The creation of an Industrial Research Chair in the Conversion of Marine Macroalgae at the École des pêches et de l’aquaculture du Québec (ÉPAQ), part of the Cégep de la Gaspésie et des Îles, will bring together available knowledge, resources and expertise to address current needs. The funding obtained or the industrial chair program has allowed research professor and Chairholder Éric Tamigneaux to set up a small work team, in partnership with the Centre d’innovation de l’aquaculture et des pêches du Québec (Merinov), which manages the Centre collégial de transfert de technologie en pêches (CCTT) at the Cégep de la Gaspésie et des Îles. Funds are being used to organize workshops and symposia, supplement student grants, operate the hatchery and the algoculture demonstration farm at the ÉPAQ, supplement project budgets and leverage further project funding.
The main objectives of Dr. Tamigneaux’s research are to encourage and coordinate applied research projects on macroalgae, provide industrial players with scientific and technical support, and offer training to companies and students. The applied research has three components: fisheries and natural resources, mariculture, and algal biomass conversion.
Research projects will be adapted to the needs of industry to enable entrepreneurs and users of the results to address the challenge of utilizing the resource sustainably and stimulating the local and regional economy.

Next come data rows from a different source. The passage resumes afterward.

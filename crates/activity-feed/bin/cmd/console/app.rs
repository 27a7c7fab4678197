use activity_feed::{
    render_entry_lenient, spawn_fetch, ActivityFeed, Debouncer, FeedConfig, FeedError, LoadOutcome,
    LoadState, RenderedEntry, SessionStore, TypeSelection,
};
use clap::Parser;
use crossbeam_channel::{Receiver, TryRecvError};
use crossterm::event::{self, Event, KeyCode, KeyEvent, KeyEventKind, KeyModifiers};
use eyre::Result;
use ratatui::{
    layout::{Constraint, Layout},
    widgets::TableState,
    DefaultTerminal, Frame,
};
use std::io;
use std::time::{Duration, Instant};
use tracing::{info, warn};

use super::state::Focus;
use super::views::bottom_bar::render_bottom_bar;
use super::views::filters::render_filters_bar;
use super::views::main_view::render_main_view;
use crate::cmd::source_args::SourceArgs;

#[derive(Debug, Parser)]
pub struct ConsoleArgs {
    #[command(flatten)]
    pub source: SourceArgs,
}

pub(crate) struct App {
    args: SourceArgs,
    config: FeedConfig,
    store: SessionStore,
    feed: ActivityFeed,
    rendered: Vec<RenderedEntry>,
    loaded_generation: u64,
    pending: Option<Receiver<LoadOutcome>>,
    search_input: String,
    debouncer: Debouncer<String>,
    focus: Focus,
    table_state: TableState,
    inspected: Option<RenderedEntry>,
    list_height: usize,
    #[cfg(feature = "dev")]
    last_render_duration: Duration,
    tick: usize,
    exit: bool,
}

impl ConsoleArgs {
    pub fn run(&self) -> Result<()> {
        let config = self.source.config();
        let store = self.source.session_store(&config);

        let mut app = App {
            args: self.source.clone(),
            feed: ActivityFeed::from_config(&config),
            debouncer: Debouncer::new(config.debounce),
            loaded_generation: store.generation(),
            config,
            store,
            rendered: Vec::new(),
            pending: None,
            search_input: String::new(),
            focus: Focus::List,
            table_state: TableState::default(),
            inspected: None,
            list_height: 0,
            #[cfg(feature = "dev")]
            last_render_duration: Duration::from_millis(0),
            tick: 0,
            exit: false,
        };

        let mut terminal = ratatui::init();
        let app_result = app.run(&mut terminal);
        ratatui::restore();
        app_result.map_err(|e| eyre::eyre!("TUI error: {}", e))
    }
}

impl App {
    pub fn run(&mut self, terminal: &mut DefaultTerminal) -> io::Result<()> {
        self.start_load();

        while !self.exit {
            self.sync_session();
            self.poll_load();
            self.poll_search(Instant::now());

            #[cfg(feature = "dev")]
            let render_start = Instant::now();
            terminal.draw(|frame| self.draw(frame))?;
            #[cfg(feature = "dev")]
            {
                self.last_render_duration = render_start.elapsed();
            }

            self.handle_events()?;
            self.tick = self.tick.wrapping_add(1);
        }
        Ok(())
    }

    fn start_load(&mut self) {
        let ticket = self.feed.begin_load();
        let source = self.args.source(&self.config, &self.store);
        info!(
            source = %self.args.describe(&self.store),
            ticket = ticket.0,
            "loading activity log"
        );

        match spawn_fetch(source, ticket) {
            Ok(rx) => self.pending = Some(rx),
            Err(e) => {
                self.pending = None;
                self.feed.finish_load(ticket, Err(e));
            }
        }
        self.loaded_generation = self.store.generation();
        self.refresh_rendered();
    }

    /// Drops everything loaded for a previous team or cookie and starts over.
    fn sync_session(&mut self) {
        if self.store.generation() != self.loaded_generation {
            self.feed.invalidate();
            self.close_inspect();
            self.table_state.select(None);
            self.start_load();
        }
    }

    fn poll_load(&mut self) {
        let Some(rx) = &self.pending else {
            return;
        };

        match rx.try_recv() {
            Ok(outcome) => {
                self.pending = None;
                if self.feed.finish_load(outcome.ticket, outcome.result) {
                    self.reset_selection();
                    self.refresh_rendered();
                }
            }
            Err(TryRecvError::Empty) => {}
            Err(TryRecvError::Disconnected) => {
                self.pending = None;
                let ticket = self.feed.current_ticket();
                self.feed.finish_load(
                    ticket,
                    Err(FeedError::Io(io::Error::other("log loader exited unexpectedly"))),
                );
            }
        }
    }

    fn poll_search(&mut self, now: Instant) {
        if let Some(query) = self.debouncer.poll(now) {
            self.apply_search(&query);
        }
    }

    fn apply_search(&mut self, query: &str) {
        self.feed.set_search(query);
        self.reset_selection();
        self.refresh_rendered();
    }

    fn set_type_filter(&mut self, selection: TypeSelection) {
        self.feed.set_type_filter(selection);
        self.reset_selection();
        self.refresh_rendered();
    }

    fn refresh_rendered(&mut self) {
        self.rendered = self
            .feed
            .window_entries()
            .map(render_entry_lenient)
            .collect();
    }

    fn reset_selection(&mut self) {
        *self.table_state.offset_mut() = 0;
        if self.feed.view_len() > 0 {
            self.table_state.select(Some(0));
        } else {
            self.table_state.select(None);
        }
    }

    fn draw(&mut self, frame: &mut Frame) {
        let chunks = Layout::vertical([
            Constraint::Length(3),
            Constraint::Min(5),
            Constraint::Length(3),
        ])
        .split(frame.area());

        render_filters_bar(
            frame,
            chunks[0],
            &self.search_input,
            self.focus == Focus::Search,
            self.debouncer.is_pending(),
            self.feed.type_selection(),
            !matches!(self.feed.state(), LoadState::Ready),
        );

        // borders and the header row
        self.list_height = chunks[1].height.saturating_sub(3) as usize;

        let title = self.title();
        let source_label = self.args.describe(&self.store);
        render_main_view(
            frame,
            chunks[1],
            &self.feed,
            &self.rendered,
            &title,
            &source_label,
            &mut self.table_state,
            self.focus,
            self.inspected.as_ref(),
            self.tick,
        );

        render_bottom_bar(frame, chunks[2], self.focus, self.store.teams().len() > 1);
    }

    fn title(&self) -> String {
        let title = match self.store.team() {
            Some(team) => format!("Project Logs · team {}", team),
            None => "Project Logs".to_string(),
        };

        #[cfg(feature = "dev")]
        let title = format!("{} · {}ms", title, self.last_render_duration.as_millis());

        title
    }

    fn handle_events(&mut self) -> io::Result<()> {
        const IDLE_POLL: Duration = Duration::from_millis(100);

        let timeout = self
            .debouncer
            .time_left(Instant::now())
            .map(|left| left.min(IDLE_POLL))
            .unwrap_or(IDLE_POLL);

        if event::poll(timeout)? {
            if let Event::Key(key_event) = event::read()? {
                if key_event.kind == KeyEventKind::Press {
                    self.handle_key_event(key_event);
                }
            }
        }
        Ok(())
    }

    fn handle_key_event(&mut self, key_event: KeyEvent) {
        match self.focus {
            Focus::Search => self.handle_search_key(key_event),
            Focus::Inspect => match key_event.code {
                KeyCode::Char('q') | KeyCode::Char('Q') => self.exit(),
                KeyCode::Char('i') | KeyCode::Esc | KeyCode::Enter => self.close_inspect(),
                KeyCode::Up | KeyCode::Char('k') => {
                    self.select_previous();
                    self.inspect_selected();
                }
                KeyCode::Down | KeyCode::Char('j') => {
                    self.select_next();
                    self.inspect_selected();
                }
                _ => {}
            },
            Focus::List => match key_event.code {
                KeyCode::Char('q') | KeyCode::Char('Q') => self.exit(),
                KeyCode::Char('/') => self.focus = Focus::Search,
                KeyCode::Char('f') => self.set_type_filter(self.feed.type_selection().next()),
                KeyCode::Char('F') => self.set_type_filter(self.feed.type_selection().prev()),
                KeyCode::Char('a') => self.set_type_filter(TypeSelection::All),
                KeyCode::Char('c') => self.clear_search(),
                KeyCode::Up | KeyCode::Char('k') => self.select_previous(),
                KeyCode::Down | KeyCode::Char('j') => self.select_next(),
                KeyCode::PageDown => self.select_page_down(),
                KeyCode::PageUp => self.select_page_up(),
                KeyCode::Home | KeyCode::Char('g') => self.select_first(),
                KeyCode::End | KeyCode::Char('G') => self.select_last(),
                KeyCode::Char('i') | KeyCode::Enter => self.inspect_selected(),
                KeyCode::Char('r') | KeyCode::Char('R') => self.reload(),
                KeyCode::Char('t') | KeyCode::Char('T') => {
                    if let Some(team) = self.store.next_team() {
                        info!(team = %team, "switching team");
                    }
                }
                _ => {}
            },
        }
    }

    fn handle_search_key(&mut self, key_event: KeyEvent) {
        match key_event.code {
            KeyCode::Esc => self.focus = Focus::List,
            KeyCode::Enter => {
                if let Some(query) = self.debouncer.flush() {
                    self.apply_search(&query);
                }
                self.focus = Focus::List;
            }
            KeyCode::Backspace => {
                self.search_input.pop();
                self.schedule_search();
            }
            KeyCode::Char('u') if key_event.modifiers.contains(KeyModifiers::CONTROL) => {
                self.search_input.clear();
                self.schedule_search();
            }
            KeyCode::Char(c) if !key_event.modifiers.contains(KeyModifiers::CONTROL) => {
                self.search_input.push(c);
                self.schedule_search();
            }
            _ => {}
        }
    }

    fn schedule_search(&mut self) {
        self.debouncer
            .schedule(self.search_input.clone(), Instant::now());
    }

    fn clear_search(&mut self) {
        self.search_input.clear();
        self.debouncer.cancel();
        self.apply_search("");
    }

    fn reload(&mut self) {
        if self.pending.is_some() {
            warn!("reload requested while a load is in flight, restarting it");
        }
        self.close_inspect();
        self.start_load();
    }

    fn select_previous(&mut self) {
        if !self.rendered.is_empty() {
            let i = match self.table_state.selected() {
                Some(i) => i.saturating_sub(1),
                None => 0,
            };
            self.table_state.select(Some(i));
        }
    }

    fn select_next(&mut self) {
        self.select_by(1);
    }

    fn select_page_down(&mut self) {
        self.select_by(self.list_height.max(1));
    }

    fn select_page_up(&mut self) {
        if !self.rendered.is_empty() {
            let i = self
                .table_state
                .selected()
                .unwrap_or(0)
                .saturating_sub(self.list_height.max(1));
            self.table_state.select(Some(i));
        }
    }

    fn select_first(&mut self) {
        if !self.rendered.is_empty() {
            self.table_state.select(Some(0));
        }
    }

    fn select_last(&mut self) {
        if !self.rendered.is_empty() {
            self.table_state.select(Some(self.rendered.len() - 1));
            self.track_scrolling();
        }
    }

    fn select_by(&mut self, step: usize) {
        if !self.rendered.is_empty() {
            let last = self.rendered.len() - 1;
            let i = match self.table_state.selected() {
                Some(i) => (i + step).min(last),
                None => 0,
            };
            self.table_state.select(Some(i));
            self.track_scrolling();
        }
    }

    /// Treats downward movement as a scroll event: when the end of the
    /// rendered rows is within the viewport, the next page is revealed.
    fn track_scrolling(&mut self) {
        let selected = self.table_state.selected().unwrap_or(0);
        let offset = self
            .table_state
            .offset()
            .max((selected + 1).saturating_sub(self.list_height));
        let content_bottom = self.rendered.len().saturating_sub(offset);

        if self.feed.on_scroll(content_bottom, self.list_height) {
            self.refresh_rendered();
        }
    }

    fn inspect_selected(&mut self) {
        if let Some(entry) = self
            .table_state
            .selected()
            .and_then(|i| self.rendered.get(i))
        {
            self.inspected = Some(entry.clone());
            self.focus = Focus::Inspect;
        }
    }

    fn close_inspect(&mut self) {
        self.inspected = None;
        if self.focus == Focus::Inspect {
            self.focus = Focus::List;
        }
    }

    fn exit(&mut self) {
        self.exit = true;
    }
}
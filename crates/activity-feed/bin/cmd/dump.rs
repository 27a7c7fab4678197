use activity_feed::{format_window, ActivityFeed, Format, TypeSelection};
use clap::Parser;
use eyre::Result;

use super::source_args::SourceArgs;

#[derive(Debug, Parser)]
pub struct DumpArgs {
    #[command(flatten)]
    pub source: SourceArgs,

    /// Free-text filter over description, object, date and time
    #[arg(long, default_value = "")]
    pub search: String,

    /// Type selector value: 0 is all logs, 1-14 select one category
    #[arg(long = "type", default_value_t = 0, value_parser = clap::value_parser!(u8).range(0..15))]
    pub type_filter: u8,

    /// Number of pages to reveal
    #[arg(long, default_value_t = 1)]
    pub pages: usize,

    /// Output format: table, json or json-pretty
    #[arg(long, default_value = "table")]
    pub format: Format,
}

impl DumpArgs {
    pub fn run(&self) -> Result<()> {
        let config = self.source.config();
        let store = self.source.session_store(&config);
        let source = self.source.source(&config, &store);

        let mut feed = ActivityFeed::from_config(&config);
        feed.load_from(source.as_ref());
        if let Some(e) = feed.error() {
            return Err(eyre::eyre!(
                "Failed to load logs from {}: {}",
                self.source.describe(&store),
                e
            ));
        }

        feed.set_type_filter(TypeSelection::from_ui_value(self.type_filter));
        feed.set_search(&self.search);
        for _ in 1..self.pages.max(1) {
            if !feed.scroll_to_bottom() {
                break;
            }
        }

        let output = format_window(&feed, self.format)
            .map_err(|e| eyre::eyre!("Failed to format feed: {}", e))?;
        println!("{}", output);
        Ok(())
    }
}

One current project involves Algoa, a small firm in Forestville on Québec’s North Shore, which employs nine people who harvest and process 20 tons of algae every year. These large volumes are used in a fertilizer, but “that’s not the greatest gain,” says president Dany Sénéchal. Small quantities are also being sold to the cosmetics industry and Algoa is developing a food subsidiary in teas. Mr. Sénéchal is counting on Dr. Tamigneaux’s research team to identify the algae’s properties: “French research results don’t apply in Québec,” he says. “The Chair’s research will give me checked and checkable information that my algae is unique.”
Éric Tamigneaux is a research professor at ÉPAQ, one of the college’s campuses. An oceanographer by training, Mr. Tamigneaux has worked at the college for 12 years, both as a professor in the aquaculture technical diploma program and as senior project manager at the CCTT.
Over the past six years, Mr. Tamigneaux has developed unique expertise in Québec on growing macroalgae and has successfully stimulated companies’ and institutions’ interest in algae. Founder of the Centre d’étude et de valorisation des algues marines (CÉVAM), he has created a network of partners from universities and the CCTT network.